Jakarta

Jakarta Masih Hujan Meski Diprediksi El Nino, Gubernur Pramono Instruksikan Pengerukan Sungai

Laode Akbar | 7 Mei 2026, 21:51 WIB
Jakarta Masih Hujan Meski Diprediksi El Nino, Gubernur Pramono Instruksikan Pengerukan Sungai
Ilustrasi hujan

AKURAT JAKARTA - Gubernur Jakarta, Pramono Anung meminta jajarannya tetap meningkatkan kewaspadaan terhadap potensi banjir meski Badan Meteorologi, Klimatologi, dan Geofisika (BMKG) memprediksi periode El Nino mulai terjadi sejak akhir April hingga September 2026.

Pramono mengatakan kondisi cuaca belakangan masih menunjukkan curah hujan tinggi di Jakarta, bahkan sempat mencapai hampir 150 milimeter per hari hingga menyebabkan banjir di sejumlah wilayah.

"BMKG secara resmi sebenarnya sudah menyampaikan bahwa bulan April akhir sampai dengan September itu akan El Nino," ujar Pramono di Balai Kota Jakarta, Kamis (7/5/2026).

Baca Juga: Polda Sumsel Ungkap Identitas 20 Korban Tabrakan Maut Bus ALS vs Truk Tangki BBM di Musi Rawas, Berikut Nama-Namanya

Namun, menurutnya, kondisi di lapangan menunjukkan hujan masih kerap turun dengan intensitas tinggi meski periode kemarau diprediksi mulai berlangsung.

"Tetapi kenyataannya beberapa kali masih hujan, termasuk yang kemarin dengan curah hujan yang hampir 150 milimeter per hari yang menyebabkan banjir," ujarnya.

Karena itu, Pramono mengaku telah menginstruksikan jajaran Badan Perencanaan Pembangunan Daerah (Bappeda) DKI Jakarta dan Dinas Sumber Daya Air (SDA) untuk mempercepat langkah antisipasi, termasuk pengerukan sungai di berbagai titik.

"Maka saya sudah memerintahkan kepada jajaran Bappeda, kemudian juga kepada Sumber Daya Air untuk tetap mengantisipasi dan melakukan pengerukan sungai-sungai yang ada supaya kita tidak seperti kemarin," tuturnya.

Politikus PDIP itu menilai kondisi cuaca yang tidak menentu harus diantisipasi serius agar banjir akibat saluran tersumbat maupun penumpukan sampah tidak kembali terjadi.

"Dan kemarin memang informasinya sudah El Nino, sudah kering, tapi ternyata hujan.

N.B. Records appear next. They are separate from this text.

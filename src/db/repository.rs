//! Repository for membership and news operations.
//!
//! Member records and news articles live under key prefixes; the member count
//! is a separate scalar that is incremented on every join rather than derived.

use chrono::Utc;
use serde_json::Value;
use sqlx::SqlitePool;
use tokio::sync::Mutex;

use super::KvStore;
use crate::errors::AppError;
use crate::models::{seed_articles, sort_newest_first, JoinRequest, Member, NewsArticle};

/// Key prefix of member records.
pub const MEMBER_PREFIX: &str = "member_";
/// Key prefix of news articles.
pub const NEWS_PREFIX: &str = "news_";
/// Key of the running member count. Shares the member prefix.
pub const MEMBER_COUNT_KEY: &str = "member_count";

/// Repository for all data operations.
pub struct Repository {
    kv: KvStore,
    /// Serializes the count read-modify-write within this process.
    count_lock: Mutex<()>,
}

impl Repository {
    pub fn new(pool: SqlitePool) -> Self {
        Self {
            kv: KvStore::new(pool),
            count_lock: Mutex::new(()),
        }
    }

    /// Underlying key-value store.
    pub fn kv(&self) -> &KvStore {
        &self.kv
    }

    // ==================== MEMBER OPERATIONS ====================

    /// Persist a new member and bump the member count.
    ///
    /// The record write and the count update are separate store operations.
    /// If the count write fails after the record is stored, the record stays
    /// and the count is left behind.
    pub async fn create_member(&self, request: JoinRequest) -> Result<Member, AppError> {
        let member = Member::from_request(new_member_id(), request, Utc::now());
        let value = serde_json::to_value(&member)?;

        self.kv.set(&member.id, &value).await?;

        let count = {
            let _guard = self.count_lock.lock().await;
            let current = self.stored_count().await?;
            let next = current + 1;
            self.kv.set(MEMBER_COUNT_KEY, &Value::from(next)).await?;
            next
        };

        tracing::info!(member_id = %member.id, count, "Member joined");
        Ok(member)
    }

    /// Current member count, 0 when never set.
    pub async fn member_count(&self) -> Result<i64, AppError> {
        self.stored_count().await
    }

    async fn stored_count(&self) -> Result<i64, AppError> {
        Ok(self
            .kv
            .get(MEMBER_COUNT_KEY)
            .await?
            .map(|v| parse_count(&v))
            .unwrap_or(0))
    }

    /// All member records, in no particular order.
    pub async fn list_members(&self) -> Result<Vec<Member>, AppError> {
        let entries = self.kv.get_by_prefix(MEMBER_PREFIX).await?;

        let members = entries
            .into_iter()
            .filter(|(key, _)| key != MEMBER_COUNT_KEY)
            .filter_map(|(key, value)| match serde_json::from_value::<Member>(value) {
                Ok(member) => Some(member),
                Err(e) => {
                    tracing::warn!("Skipping malformed member record {}: {}", key, e);
                    None
                }
            })
            .collect();

        Ok(members)
    }

    // ==================== NEWS OPERATIONS ====================

    /// All news articles, most recently published first.
    pub async fn list_news(&self) -> Result<Vec<NewsArticle>, AppError> {
        let entries = self.kv.get_by_prefix(NEWS_PREFIX).await?;

        let mut articles: Vec<NewsArticle> = entries
            .into_iter()
            .filter_map(|(key, value)| match serde_json::from_value::<NewsArticle>(value) {
                Ok(article) => Some(article),
                Err(e) => {
                    tracing::warn!("Skipping malformed news record {}: {}", key, e);
                    None
                }
            })
            .collect();

        sort_newest_first(&mut articles);
        Ok(articles)
    }

    // ==================== INITIALIZATION ====================

    /// Idempotent bootstrap: zero the count if absent and seed news if none exists.
    pub async fn initialize(&self) -> Result<(), AppError> {
        {
            let _guard = self.count_lock.lock().await;
            if self.kv.get(MEMBER_COUNT_KEY).await?.is_none() {
                self.kv.set(MEMBER_COUNT_KEY, &Value::from(0)).await?;
                tracing::info!("Initialized member count");
            }
        }

        let existing = self.kv.get_by_prefix(NEWS_PREFIX).await?;
        if existing.is_empty() {
            for article in seed_articles() {
                let value = serde_json::to_value(&article)?;
                self.kv.set(&article.id, &value).await?;
            }
            tracing::info!("Seeded news articles");
        }

        Ok(())
    }
}

/// `member_<unix millis>_<9 char random token>`.
fn new_member_id() -> String {
    let token = uuid::Uuid::new_v4().simple().to_string();
    format!(
        "{}{}_{}",
        MEMBER_PREFIX,
        Utc::now().timestamp_millis(),
        &token[..9]
    )
}

/// Read a stored count, accepting a whole JSON number or a numeric string.
fn parse_count(value: &Value) -> i64 {
    match value {
        Value::Number(n) => match n.as_i64() {
            Some(count) => count,
            None => match n.as_f64() {
                Some(f) if f.fract() == 0.0 && f >= 0.0 && f <= i64::MAX as f64 => f as i64,
                _ => {
                    tracing::warn!("Member count {} is not a whole number, treating as 0", n);
                    0
                }
            },
        },
        Value::String(s) => s.trim().parse().unwrap_or_else(|_| {
            tracing::warn!("Member count {:?} is not a number, treating as 0", s);
            0
        }),
        other => {
            tracing::warn!("Member count has unexpected type {:?}, treating as 0", other);
            0
        }
    }
}

#[cfg(test)]
mod tests {
    use super::*;
    use crate::db::init_database;
    use serde_json::json;
    use std::sync::Arc;
    use tempfile::TempDir;

    async fn repo() -> (Repository, TempDir) {
        let temp_dir = TempDir::new().unwrap();
        let pool = init_database(&temp_dir.path().join("repo.sqlite"))
            .await
            .unwrap();
        (Repository::new(pool), temp_dir)
    }

    fn join(name: &str) -> JoinRequest {
        JoinRequest {
            name: name.to_string(),
            email: format!("{}@x.com", name.to_lowercase()),
            university: "Unilag".to_string(),
            ..Default::default()
        }
    }

    #[test]
    fn test_member_id_format() {
        let id = new_member_id();
        let parts: Vec<_> = id.splitn(3, '_').collect();
        assert_eq!(parts[0], "member");
        assert!(parts[1].parse::<i64>().is_ok());
        assert_eq!(parts[2].len(), 9);
        assert_ne!(new_member_id(), new_member_id());
    }

    #[test]
    fn test_parse_count() {
        assert_eq!(parse_count(&json!(7)), 7);
        assert_eq!(parse_count(&json!("12")), 12);
        assert_eq!(parse_count(&json!(3.0)), 3);
        assert_eq!(parse_count(&json!(2.5)), 0);
        assert_eq!(parse_count(&json!("many")), 0);
        assert_eq!(parse_count(&json!(null)), 0);
    }

    #[tokio::test]
    async fn test_join_continues_from_whole_float_count() {
        let (repo, _dir) = repo().await;
        repo.kv().set(MEMBER_COUNT_KEY, &json!(3.0)).await.unwrap();

        repo.create_member(join("Ada")).await.unwrap();
        assert_eq!(repo.member_count().await.unwrap(), 4);
    }

    #[tokio::test]
    async fn test_empty_store_count_is_zero() {
        let (repo, _dir) = repo().await;
        assert_eq!(repo.member_count().await.unwrap(), 0);
        assert!(repo.list_members().await.unwrap().is_empty());
    }

    #[tokio::test]
    async fn test_create_member_increments_count() {
        let (repo, _dir) = repo().await;
        let member = repo.create_member(join("Ada")).await.unwrap();
        repo.create_member(join("Ada")).await.unwrap();

        assert!(member.id.starts_with(MEMBER_PREFIX));
        assert_eq!(repo.member_count().await.unwrap(), 2);

        // Duplicates by email are allowed, and the count key is not listed.
        let members = repo.list_members().await.unwrap();
        assert_eq!(members.len(), 2);
        assert!(members.iter().any(|m| m.id == member.id));
    }

    #[tokio::test]
    async fn test_concurrent_joins_do_not_lose_increments() {
        let (repo, _dir) = repo().await;
        let repo = Arc::new(repo);

        let handles: Vec<_> = (0..8)
            .map(|i| {
                let repo = repo.clone();
                tokio::spawn(async move { repo.create_member(join(&format!("M{}", i))).await })
            })
            .collect();
        for handle in handles {
            handle.await.unwrap().unwrap();
        }

        assert_eq!(repo.member_count().await.unwrap(), 8);
    }

    #[tokio::test]
    async fn test_malformed_member_record_is_skipped() {
        let (repo, _dir) = repo().await;
        repo.kv()
            .set("member_broken", &json!({"id": "member_broken"}))
            .await
            .unwrap();
        repo.create_member(join("Ada")).await.unwrap();

        let members = repo.list_members().await.unwrap();
        assert_eq!(members.len(), 1);
        assert_eq!(members[0].name, "Ada");
    }

    #[tokio::test]
    async fn test_initialize_is_idempotent() {
        let (repo, _dir) = repo().await;
        repo.initialize().await.unwrap();
        repo.create_member(join("Ada")).await.unwrap();
        repo.initialize().await.unwrap();

        assert_eq!(repo.member_count().await.unwrap(), 1);
        assert_eq!(repo.list_news().await.unwrap().len(), 2);
    }

    #[tokio::test]
    async fn test_initialize_skips_seeding_when_news_exists() {
        let (repo, _dir) = repo().await;
        let mut custom = seed_articles().remove(1);
        custom.id = "news_custom".to_string();
        repo.kv()
            .set(&custom.id, &serde_json::to_value(&custom).unwrap())
            .await
            .unwrap();

        repo.initialize().await.unwrap();

        let news = repo.list_news().await.unwrap();
        assert_eq!(news.len(), 1);
        assert_eq!(news[0].id, "news_custom");
    }

    #[tokio::test]
    async fn test_news_sorted_newest_first() {
        let (repo, _dir) = repo().await;
        let mut late = seed_articles().remove(0);
        late.id = "news_late".to_string();
        late.published_at = "2025-06-01T00:00:00Z".parse().unwrap();
        repo.kv()
            .set(&late.id, &serde_json::to_value(&late).unwrap())
            .await
            .unwrap();
        repo.initialize().await.unwrap();
        // Seeding is skipped because news already exists.
        assert_eq!(repo.list_news().await.unwrap().len(), 1);

        for article in seed_articles() {
            repo.kv()
                .set(&article.id, &serde_json::to_value(&article).unwrap())
                .await
                .unwrap();
        }

        let news = repo.list_news().await.unwrap();
        assert!(news
            .windows(2)
            .all(|w| w[0].published_at >= w[1].published_at));
        assert_eq!(news[0].id, "news_late");
    }
}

Dan itu menyebabkan beberapa tempat yang sampah dan sebagainya menghambat, dan itu yang tidak boleh terjadi lagi," katanya.

Diketahui, pasca Konferensi Pers untuk Prediksi Musim Kemarau dan Prediksi El Nino tanggal 4 Maret 2026 yang lalu, Badan Meteorologi, Klimatologi, dan Geofisika (BMKG) mencatat hingga akhir Maret 2026, sebanyak 7% Zona Musim (Z0M) di Indonesia telah memasuki musim kemarau.

Jumlah ini akan terus bertambah secara signifikan dengan sebagian besar wilayah Indonesia diprediksi mulai memasuki musim kemarau pada April, Mei, dan Juni 2026.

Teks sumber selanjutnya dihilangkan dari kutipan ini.